**Stored data entries**

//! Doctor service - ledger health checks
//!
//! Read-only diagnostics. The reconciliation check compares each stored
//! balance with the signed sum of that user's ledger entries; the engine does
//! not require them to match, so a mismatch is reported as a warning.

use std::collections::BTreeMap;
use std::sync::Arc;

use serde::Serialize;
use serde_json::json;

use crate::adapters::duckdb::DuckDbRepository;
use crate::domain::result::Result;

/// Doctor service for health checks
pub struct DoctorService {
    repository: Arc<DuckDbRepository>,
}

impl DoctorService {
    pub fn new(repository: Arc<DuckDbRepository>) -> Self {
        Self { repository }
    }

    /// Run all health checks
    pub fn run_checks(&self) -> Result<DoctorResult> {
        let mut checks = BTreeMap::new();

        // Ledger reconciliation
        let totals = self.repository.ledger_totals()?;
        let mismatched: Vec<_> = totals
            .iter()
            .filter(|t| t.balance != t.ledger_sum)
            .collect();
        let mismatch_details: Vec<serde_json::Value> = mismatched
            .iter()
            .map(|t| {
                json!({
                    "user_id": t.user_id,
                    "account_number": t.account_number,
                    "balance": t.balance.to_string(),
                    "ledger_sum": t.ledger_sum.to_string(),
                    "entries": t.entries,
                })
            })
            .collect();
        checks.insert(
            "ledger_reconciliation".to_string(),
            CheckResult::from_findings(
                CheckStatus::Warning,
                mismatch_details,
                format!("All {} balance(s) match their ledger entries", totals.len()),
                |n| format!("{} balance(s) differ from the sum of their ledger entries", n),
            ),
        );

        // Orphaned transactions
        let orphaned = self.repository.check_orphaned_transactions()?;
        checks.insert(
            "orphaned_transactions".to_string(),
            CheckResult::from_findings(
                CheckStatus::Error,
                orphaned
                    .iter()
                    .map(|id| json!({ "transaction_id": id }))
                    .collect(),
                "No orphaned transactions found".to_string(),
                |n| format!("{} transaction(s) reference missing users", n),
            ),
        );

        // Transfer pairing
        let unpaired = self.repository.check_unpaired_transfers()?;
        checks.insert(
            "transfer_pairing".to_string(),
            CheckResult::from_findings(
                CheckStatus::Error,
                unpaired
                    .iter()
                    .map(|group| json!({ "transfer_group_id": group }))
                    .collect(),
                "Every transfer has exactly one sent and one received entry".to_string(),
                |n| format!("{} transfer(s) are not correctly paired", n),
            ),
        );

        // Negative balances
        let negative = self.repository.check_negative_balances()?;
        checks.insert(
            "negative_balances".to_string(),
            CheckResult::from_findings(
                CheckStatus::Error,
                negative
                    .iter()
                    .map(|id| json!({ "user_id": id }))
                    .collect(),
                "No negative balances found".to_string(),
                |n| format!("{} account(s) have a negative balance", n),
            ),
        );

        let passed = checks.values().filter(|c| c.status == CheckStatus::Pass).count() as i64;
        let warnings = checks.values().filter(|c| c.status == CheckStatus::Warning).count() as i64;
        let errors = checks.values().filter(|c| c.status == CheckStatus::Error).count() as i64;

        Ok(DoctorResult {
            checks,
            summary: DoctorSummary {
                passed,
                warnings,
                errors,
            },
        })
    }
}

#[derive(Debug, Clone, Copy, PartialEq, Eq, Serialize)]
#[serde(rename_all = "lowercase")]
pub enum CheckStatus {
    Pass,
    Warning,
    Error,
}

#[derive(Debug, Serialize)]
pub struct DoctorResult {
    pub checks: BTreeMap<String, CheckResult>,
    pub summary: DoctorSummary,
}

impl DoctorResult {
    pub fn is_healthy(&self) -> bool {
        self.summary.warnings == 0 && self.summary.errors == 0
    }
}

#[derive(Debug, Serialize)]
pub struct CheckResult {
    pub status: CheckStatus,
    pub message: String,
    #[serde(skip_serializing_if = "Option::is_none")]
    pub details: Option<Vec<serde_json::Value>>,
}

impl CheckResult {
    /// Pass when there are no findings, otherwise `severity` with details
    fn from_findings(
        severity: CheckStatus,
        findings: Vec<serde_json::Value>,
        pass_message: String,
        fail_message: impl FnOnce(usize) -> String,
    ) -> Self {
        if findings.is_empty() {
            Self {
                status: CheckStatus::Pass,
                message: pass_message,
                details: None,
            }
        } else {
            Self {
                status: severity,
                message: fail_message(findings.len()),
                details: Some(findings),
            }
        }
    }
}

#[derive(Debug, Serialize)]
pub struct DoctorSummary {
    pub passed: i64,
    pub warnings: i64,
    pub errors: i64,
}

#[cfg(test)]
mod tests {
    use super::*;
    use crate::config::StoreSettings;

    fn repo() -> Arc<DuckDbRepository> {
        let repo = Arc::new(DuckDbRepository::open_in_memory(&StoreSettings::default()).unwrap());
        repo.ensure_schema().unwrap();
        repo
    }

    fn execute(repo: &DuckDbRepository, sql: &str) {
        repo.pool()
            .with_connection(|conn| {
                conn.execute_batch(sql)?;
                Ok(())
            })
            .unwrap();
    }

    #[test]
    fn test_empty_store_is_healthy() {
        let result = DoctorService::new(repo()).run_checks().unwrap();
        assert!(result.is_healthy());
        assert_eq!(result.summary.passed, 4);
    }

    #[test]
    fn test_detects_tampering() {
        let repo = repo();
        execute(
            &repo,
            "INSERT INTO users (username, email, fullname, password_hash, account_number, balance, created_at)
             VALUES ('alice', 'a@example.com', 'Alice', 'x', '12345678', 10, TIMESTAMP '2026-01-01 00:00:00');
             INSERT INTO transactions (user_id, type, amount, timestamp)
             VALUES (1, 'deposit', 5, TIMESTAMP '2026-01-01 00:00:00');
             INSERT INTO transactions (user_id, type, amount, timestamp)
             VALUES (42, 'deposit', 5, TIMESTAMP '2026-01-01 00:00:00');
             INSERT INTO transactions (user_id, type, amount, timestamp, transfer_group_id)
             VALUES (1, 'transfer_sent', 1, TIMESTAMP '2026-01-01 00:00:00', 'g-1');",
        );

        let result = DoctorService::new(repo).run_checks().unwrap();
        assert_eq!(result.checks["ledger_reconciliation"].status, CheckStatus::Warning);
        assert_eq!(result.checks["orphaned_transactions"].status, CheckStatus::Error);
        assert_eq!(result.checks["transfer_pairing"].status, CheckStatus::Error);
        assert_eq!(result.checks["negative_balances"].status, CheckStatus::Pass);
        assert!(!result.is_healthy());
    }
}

**Exercise brief**
Each line of the records must be reproduced exactly.

**Reply**
//! Doctor service - ledger health checks
//!
//! Read-only diagnostics. The reconciliation check compares each stored
//! balance with the signed sum of that user's ledger entries; the engine does
//! not require them to match, so a mismatch is reported as a warning.

use std::collections::BTreeMap;
use std::sync::Arc;

use serde::Serialize;
use serde_json::json;

use crate::adapters::duckdb::DuckDbRepository;
use crate::domain::result::Result;

/// Doctor service for health checks
pub struct DoctorService {
    repository: Arc<DuckDbRepository>,
}

impl DoctorService {
    pub fn new(repository: Arc<DuckDbRepository>) -> Self {
        Self { repository }
    }

    /// Run all health checks
    pub fn run_checks(&self) -> Result<DoctorResult> {
        let mut checks = BTreeMap::new();

        // Ledger reconciliation
        let totals = self.repository.ledger_totals()?;
        let mismatched: Vec<_> = totals
            .iter()
            .filter(|t| t.balance != t.ledger_sum)
            .collect();
        let mismatch_details: Vec<serde_json::Value> = mismatched
            .iter()
            .map(|t| {
                json!({
                    "user_id": t.user_id,
                    "account_number": t.account_number,
                    "balance": t.balance.to_string(),
                    "ledger_sum": t.ledger_sum.to_string(),
                    "entries": t.entries,
                })
            })
            .collect();
        checks.insert(
            "ledger_reconciliation".to_string(),
            CheckResult::from_findings(
                CheckStatus::Warning,
                mismatch_details,
                format!("All {} balance(s) match their ledger entries", totals.len()),
                |n| format!("{} balance(s) differ from the sum of their ledger entries", n),
            ),
        );

        // Orphaned transactions
        let orphaned = self.repository.check_orphaned_transactions()?;
        checks.insert(
            "orphaned_transactions".to_string(),
            CheckResult::from_findings(
                CheckStatus::Error,
                orphaned
                    .iter()
                    .map(|id| json!({ "transaction_id": id }))
                    .collect(),
                "No orphaned transactions found".to_string(),
                |n| format!("{} transaction(s) reference missing users", n),
            ),
        );

        // Transfer pairing
        let unpaired = self.repository.check_unpaired_transfers()?;
        checks.insert(
            "transfer_pairing".to_string(),
            CheckResult::from_findings(
                CheckStatus::Error,
                unpaired
                    .iter()
                    .map(|group| json!({ "transfer_group_id": group }))
                    .collect(),
                "Every transfer has exactly one sent and one received entry".to_string(),
                |n| format!("{} transfer(s) are not correctly paired", n),
            ),
        );

        // Negative balances
        let negative = self.repository.check_negative_balances()?;
        checks.insert(
            "negative_balances".to_string(),
            CheckResult::from_findings(
                CheckStatus::Error,
                negative
                    .iter()
                    .map(|id| json!({ "user_id": id }))
                    .collect(),
                "No negative balances found".to_string(),
                |n| format!("{} account(s) have a negative balance", n),
            ),
        );

        let passed = checks.values().filter(|c| c.status == CheckStatus::Pass).count() as i64;
        let warnings = checks.values().filter(|c| c.status == CheckStatus::Warning).count() as i64;
        let errors = checks.values().filter(|c| c.status == CheckStatus::Error).count() as i64;

        Ok(DoctorResult {
            checks,
            summary: DoctorSummary {
                passed,
                warnings,
                errors,
            },
        })
    }
}

#[derive(Debug, Clone, Copy, PartialEq, Eq, Serialize)]
#[serde(rename_all = "lowercase")]
pub enum CheckStatus {
    Pass,
    Warning,
    Error,
}

#[derive(Debug, Serialize)]
pub struct DoctorResult {
    pub checks: BTreeMap<String, CheckResult>,
    pub summary: DoctorSummary,
}

impl DoctorResult {
    pub fn is_healthy(&self) -> bool {
        self.summary.warnings == 0 && self.summary.errors == 0
    }
}

#[derive(Debug, Serialize)]
pub struct CheckResult {
    pub status: CheckStatus,
    pub message: String,
    #[serde(skip_serializing_if = "Option::is_none")]
    pub details: Option<Vec<serde_json::Value>>,
}

impl CheckResult {
    /// Pass when there are no findings, otherwise `severity` with details
    fn from_findings(
        severity: CheckStatus,
        findings: Vec<serde_json::Value>,
        pass_message: String,
        fail_message: impl FnOnce(usize) -> String,
    ) -> Self {
        if findings.is_empty() {
            Self {
                status: CheckStatus::Pass,
                message: pass_message,
                details: None,
            }
        } else {
            Self {
                status: severity,
                message: fail_message(findings.len()),
                details: Some(findings),
            }
        }
    }
}

#[derive(Debug, Serialize)]
pub struct DoctorSummary {
    pub passed: i64,
    pub warnings: i64,
    pub errors: i64,
}

#[cfg(test)]
mod tests {
    use super::*;
    use crate::config::StoreSettings;

    fn repo() -> Arc<DuckDbRepository> {
        let repo = Arc::new(DuckDbRepository::open_in_memory(&StoreSettings::default()).unwrap());
        repo.ensure_schema().unwrap();
        repo
    }

    fn execute(repo: &DuckDbRepository, sql: &str) {
        repo.pool()
            .with_connection(|conn| {
                conn.execute_batch(sql)?;
                Ok(())
            })
            .unwrap();
    }

    #[test]
    fn test_empty_store_is_healthy() {
        let result = DoctorService::new(repo()).run_checks().unwrap();
        assert!(result.is_healthy());
        assert_eq!(result.summary.passed, 4);
    }

    #[test]
    fn test_detects_tampering() {
        let repo = repo();
        execute(
            &repo,
            "INSERT INTO users (username, email, fullname, password_hash, account_number, balance, created_at)
             VALUES ('alice', 'a@example.com', 'Alice', 'x', '12345678', 10, TIMESTAMP '2026-01-01 00:00:00');
             INSERT INTO transactions (user_id, type, amount, timestamp)
             VALUES (1, 'deposit', 5, TIMESTAMP '2026-01-01 00:00:00');
             INSERT INTO transactions (user_id, type, amount, timestamp)
             VALUES (42, 'deposit', 5, TIMESTAMP '2026-01-01 00:00:00');
             INSERT INTO transactions (user_id, type, amount, timestamp, transfer_group_id)
             VALUES (1, 'transfer_sent', 1, TIMESTAMP '2026-01-01 00:00:00', 'g-1');",
        );

        let result = DoctorService::new(repo).run_checks().unwrap();
        assert_eq!(result.checks["ledger_reconciliation"].status, CheckStatus::Warning);
        assert_eq!(result.checks["orphaned_transactions"].status, CheckStatus::Error);
        assert_eq!(result.checks["transfer_pairing"].status, CheckStatus::Error);
        assert_eq!(result.checks["negative_balances"].status, CheckStatus::Pass);
        assert!(!result.is_healthy());
    }
}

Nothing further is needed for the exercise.